Even with another negative response, LNG proponents remain active in California, and on the eve of a deadline for Schwarzenegger’s action, some continued to attempt what critics consider politically impossible — siting an LNG terminal somewhere along the Southern California coast. The longest-running proposal to site a terminal in Long Beach harbor is still alive as are four separate offshore terminal proposals.

Jointly sponsored by units of Mitsubishi and ConocoPhillips, the backers of the Sound Energy Solutions (SES) terminal at Long Beach hope to have their legal appeals resolved in the next two months. Representatives are continuing discussions with government and community officials and running a series of advertisements in the Long Beach Press-Telegram urging that the aborted environmental impact review (EIR) process be completed on SES’s proposed $800 million, 1 Bcf/d receiving terminal.

Last February, SES asked a state Superior Court in Los Angeles County to force the port to complete the job it took on jointly with FERC more than three years ago. It filed a writ of mandate asking the court to order the harbor commissioners to complete the job (see Daily GPI, Feb. 12).

“We feel pretty good right now,” said Tom Giles SES COO for the project. “Another newspaper ad will appear Wednesday with a lot of supporters saying ‘Finish the EIR,’ so I think that and Monday’s ad are pretty impressive.” He still expects the environmental review and a final EIR/EIS (environmental impact statement) to be completed, and that it will not require any major changes in SES’ current plans for receiving and processing LNG.

The combined ports of Long Beach and Los Angeles, which together make up the nation’s busiest harbor, are both interested in using LNG in port operations to begin cutting into a severe air pollution problem for the growing amounts of diesel burned in harbor equipment and vehicles and the tens of thousands of trucks hauling away cargo from the ports daily.

To date, after separate public hearings along the Southern California coast the first two weeks of April, the U.S. Coast Guard has endorsed the 3,000-page EIS and report, even though it cites nearly two-dozen environmental and safety problems. The state lands and coastal commissions separately rejected the environmental review and strongly questioned the need for the project.

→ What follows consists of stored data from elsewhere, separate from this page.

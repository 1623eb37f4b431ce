// Copyright (c) 2024-2025 DeepGraph Inc.
// SPDX-License-Identifier: Apache-2.0
//
//! Scope algebra for the account → app → keyset hierarchy
//!
//! Pure predicates over scopes and calendar-date ranges. Every derivation and
//! redundancy decision made by the cache goes through [`is_superset`],
//! [`date_contains`] and [`date_overlaps`].

use std::collections::BTreeMap;
use std::fmt;

use chrono::NaiveDate;
use serde::{Deserialize, Serialize};

use crate::error::ScopeError;

const DATE_FORMAT: &str = "%Y-%m-%d";

/// Level of a node in the hierarchy
#[derive(Debug, Clone, Copy, PartialEq, Eq, Hash, Serialize, Deserialize)]
#[serde(rename_all = "snake_case")]
pub enum ScopeLevel {
    Account,
    App,
    Keyset,
}

impl ScopeLevel {
    /// Breadth ordinal, larger is broader
    pub fn ordinal(self) -> u8 {
        match self {
            ScopeLevel::Account => 3,
            ScopeLevel::App => 2,
            ScopeLevel::Keyset => 1,
        }
    }

    pub fn as_str(self) -> &'static str {
        match self {
            ScopeLevel::Account => "account",
            ScopeLevel::App => "app",
            ScopeLevel::Keyset => "keyset",
        }
    }
}

impl fmt::Display for ScopeLevel {
    fn fmt(&self, f: &mut fmt::Formatter<'_>) -> fmt::Result {
        f.write_str(self.as_str())
    }
}

/// The hierarchy node a request targets
///
/// Only constructible through [`Scope::account`], [`Scope::app`],
/// [`Scope::keyset`] or validated deserialization, so an App scope always has
/// an app id and a Keyset scope always has both an app id and a key id.
#[derive(Debug, Clone, PartialEq, Eq, Hash, Serialize, Deserialize)]
#[serde(try_from = "ScopeSpec", into = "ScopeSpec")]
pub struct Scope {
    level: ScopeLevel,
    account_id: String,
    app_id: Option<String>,
    key_id: Option<String>,
}

impl Scope {
    pub fn account<A: Into<String>>(account_id: A) -> Self {
        Self {
            level: ScopeLevel::Account,
            account_id: account_id.into(),
            app_id: None,
            key_id: None,
        }
    }

    pub fn app<A: Into<String>, P: Into<String>>(account_id: A, app_id: P) -> Self {
        Self {
            level: ScopeLevel::App,
            account_id: account_id.into(),
            app_id: Some(app_id.into()),
            key_id: None,
        }
    }

    /// Keyset scope; `app_id` is the application owning the keyset
    pub fn keyset<A, P, K>(account_id: A, app_id: P, key_id: K) -> Self
    where
        A: Into<String>,
        P: Into<String>,
        K: Into<String>,
    {
        Self {
            level: ScopeLevel::Keyset,
            account_id: account_id.into(),
            app_id: Some(app_id.into()),
            key_id: Some(key_id.into()),
        }
    }

    pub fn level(&self) -> ScopeLevel {
        self.level
    }

    pub fn account_id(&self) -> &str {
        &self.account_id
    }

    pub fn app_id(&self) -> Option<&str> {
        self.app_id.as_deref()
    }

    pub fn key_id(&self) -> Option<&str> {
        self.key_id.as_deref()
    }

    /// Whether this scope strictly contains `other`
    pub fn contains(&self, other: &Scope) -> bool {
        is_superset(self, other)
    }

    /// The immediate broader scope, `None` for an account
    pub fn parent(&self) -> Option<Scope> {
        match self.level {
            ScopeLevel::Account => None,
            ScopeLevel::App => Some(Scope::account(self.account_id.clone())),
            ScopeLevel::Keyset => self
                .app_id
                .as_ref()
                .map(|app| Scope::app(self.account_id.clone(), app.clone())),
        }
    }
}

impl fmt::Display for Scope {
    fn fmt(&self, f: &mut fmt::Formatter<'_>) -> fmt::Result {
        write!(f, "{}:{}", self.level, self.account_id)?;
        if let Some(app) = &self.app_id {
            write!(f, "/{}", app)?;
        }
        if let Some(key) = &self.key_id {
            write!(f, "/{}", key)?;
        }
        Ok(())
    }
}

/// Wire form of a scope, validated into [`Scope`]
#[derive(Debug, Clone, Serialize, Deserialize)]
struct ScopeSpec {
    level: ScopeLevel,
    account_id: String,
    #[serde(default, skip_serializing_if = "Option::is_none")]
    app_id: Option<String>,
    #[serde(default, skip_serializing_if = "Option::is_none")]
    key_id: Option<String>,
}

impl TryFrom<ScopeSpec> for Scope {
    type Error = ScopeError;

    fn try_from(spec: ScopeSpec) -> Result<Self, Self::Error> {
        if spec.account_id.is_empty() {
            return Err(ScopeError::EmptyAccountId);
        }

        let unexpected = |field: &str| ScopeError::UnexpectedId {
            level: spec.level.to_string(),
            field: field.to_string(),
        };

        match spec.level {
            ScopeLevel::Account => {
                if spec.app_id.is_some() {
                    return Err(unexpected("app id"));
                }
                if spec.key_id.is_some() {
                    return Err(unexpected("key id"));
                }
                Ok(Scope::account(spec.account_id))
            }
            ScopeLevel::App => {
                if spec.key_id.is_some() {
                    return Err(unexpected("key id"));
                }
                let app_id = spec.app_id.clone().ok_or(ScopeError::MissingAppId {
                    level: spec.level.to_string(),
                })?;
                Ok(Scope::app(spec.account_id, app_id))
            }
            ScopeLevel::Keyset => {
                let app_id = spec.app_id.clone().ok_or(ScopeError::MissingAppId {
                    level: spec.level.to_string(),
                })?;
                let key_id = spec.key_id.clone().ok_or(ScopeError::MissingKeyId)?;
                Ok(Scope::keyset(spec.account_id, app_id, key_id))
            }
        }
    }
}

impl From<Scope> for ScopeSpec {
    fn from(scope: Scope) -> Self {
        Self {
            level: scope.level,
            account_id: scope.account_id,
            app_id: scope.app_id,
            key_id: scope.key_id,
        }
    }
}

/// Date window and auxiliary filters of a request
///
/// `start_date <= end_date` always holds. Both bounds are inclusive.
#[derive(Debug, Clone, PartialEq, Eq, Hash, Serialize, Deserialize)]
#[serde(try_from = "ParamsSpec", into = "ParamsSpec")]
pub struct FetchParams {
    start_date: NaiveDate,
    end_date: NaiveDate,
    filters: BTreeMap<String, String>,
}

impl FetchParams {
    pub fn new(start_date: NaiveDate, end_date: NaiveDate) -> Result<Self, ScopeError> {
        if start_date > end_date {
            return Err(ScopeError::InvalidDateRange {
                start: start_date.format(DATE_FORMAT).to_string(),
                end: end_date.format(DATE_FORMAT).to_string(),
            });
        }

        Ok(Self {
            start_date,
            end_date,
            filters: BTreeMap::new(),
        })
    }

    /// Build from ISO `YYYY-MM-DD` strings
    pub fn parse(start: &str, end: &str) -> Result<Self, ScopeError> {
        Self::new(parse_date(start)?, parse_date(end)?)
    }

    pub fn with_filter<K: Into<String>, V: Into<String>>(mut self, key: K, value: V) -> Self {
        self.filters.insert(key.into(), value.into());
        self
    }

    pub fn start_date(&self) -> NaiveDate {
        self.start_date
    }

    pub fn end_date(&self) -> NaiveDate {
        self.end_date
    }

    pub fn filters(&self) -> &BTreeMap<String, String> {
        &self.filters
    }

    /// Whether this window fully contains `other`
    pub fn contains(&self, other: &FetchParams) -> bool {
        date_contains(
            self.start_date,
            self.end_date,
            other.start_date,
            other.end_date,
        )
    }

    pub fn overlaps(&self, other: &FetchParams) -> bool {
        date_overlaps(
            self.start_date,
            self.end_date,
            other.start_date,
            other.end_date,
        )
    }

    /// Number of calendar days covered, inclusive
    pub fn span_days(&self) -> i64 {
        (self.end_date - self.start_date).num_days() + 1
    }

    /// Whether two requests were made under the same auxiliary filters
    pub fn same_filters(&self, other: &FetchParams) -> bool {
        self.filters == other.filters
    }

    pub(crate) fn range_label(&self) -> String {
        format!(
            "{}..{}",
            self.start_date.format(DATE_FORMAT),
            self.end_date.format(DATE_FORMAT)
        )
    }
}

#[derive(Debug, Clone, Serialize, Deserialize)]
struct ParamsSpec {
    start_date: NaiveDate,
    end_date: NaiveDate,
    #[serde(default, skip_serializing_if = "BTreeMap::is_empty")]
    filters: BTreeMap<String, String>,
}

impl TryFrom<ParamsSpec> for FetchParams {
    type Error = ScopeError;

    fn try_from(spec: ParamsSpec) -> Result<Self, Self::Error> {
        let mut params = FetchParams::new(spec.start_date, spec.end_date)?;
        params.filters = spec.filters;
        Ok(params)
    }
}

impl From<FetchParams> for ParamsSpec {
    fn from(params: FetchParams) -> Self {
        Self {
            start_date: params.start_date,
            end_date: params.end_date,
            filters: params.filters,
        }
    }
}

/// Parse an ISO `YYYY-MM-DD` calendar date
pub fn parse_date(value: &str) -> Result<NaiveDate, ScopeError> {
    NaiveDate::parse_from_str(value, DATE_FORMAT)
        .map_err(|_| ScopeError::InvalidDate(value.to_string()))
}

/// Whether scope `a` strictly contains scope `b`
///
/// Same account, strictly broader level, and for a Keyset `b` an App-level `a`
/// must own it. Irreflexive and transitive.
pub fn is_superset(a: &Scope, b: &Scope) -> bool {
    if a.account_id != b.account_id || a.level.ordinal() <= b.level.ordinal() {
        return false;
    }

    match b.level {
        ScopeLevel::Account => false,
        ScopeLevel::App => a.level == ScopeLevel::Account,
        ScopeLevel::Keyset => match a.level {
            ScopeLevel::Account => true,
            ScopeLevel::App => a.app_id.is_some() && a.app_id == b.app_id,
            ScopeLevel::Keyset => false,
        },
    }
}

/// Whether scope `a` is strictly contained by scope `b`
pub fn is_subset(a: &Scope, b: &Scope) -> bool {
    is_superset(b, a)
}

pub fn date_contains(
    container_start: NaiveDate,
    container_end: NaiveDate,
    start: NaiveDate,
    end: NaiveDate,
) -> bool {
    container_start <= start && container_end >= end
}

pub fn date_overlaps(start1: NaiveDate, end1: NaiveDate, start2: NaiveDate, end2: NaiveDate) -> bool {
    start1 <= end2 && start2 <= end1
}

Clearwater Port’s sponsor, NorthernStar Natural Gas Inc., said May 15 that its upgraded environmental approach was appropriate given the onshore environmental concerns and should be followed by the three other offshore LNG terminal proposals in the area. It is a move obviously to head off some of the environmental concerns that undercut BHP’s offshore LNG project.

While pledging to apply best available control technology to curb emission sources and compliance with the local air quality standards, NorthernStar has committed that as part of its regasification process it will “significantly reduce emissions” through the use of ambient air vaporizers (AAV), CEO William Garrett said in letters to the Ventura County Air Pollution Control Board and federal Environmental Protection Agency Tuesday.

Clearwater Port will employ “modern temperatures and offshore winds” to warm the LNG until it returns to its gaseous state, Garrett told both Michael Villegas, Ventura’s air pollution control officer; and Amy Zimpfer, associate director of the EPA’s air division in San Francisco. By taking its voluntary actions, Garrett said NorthernStar hopes that “jurisdictional ambiguities” will be eliminated and what he called “appropriate local air board standards” eventually will be applied to his project.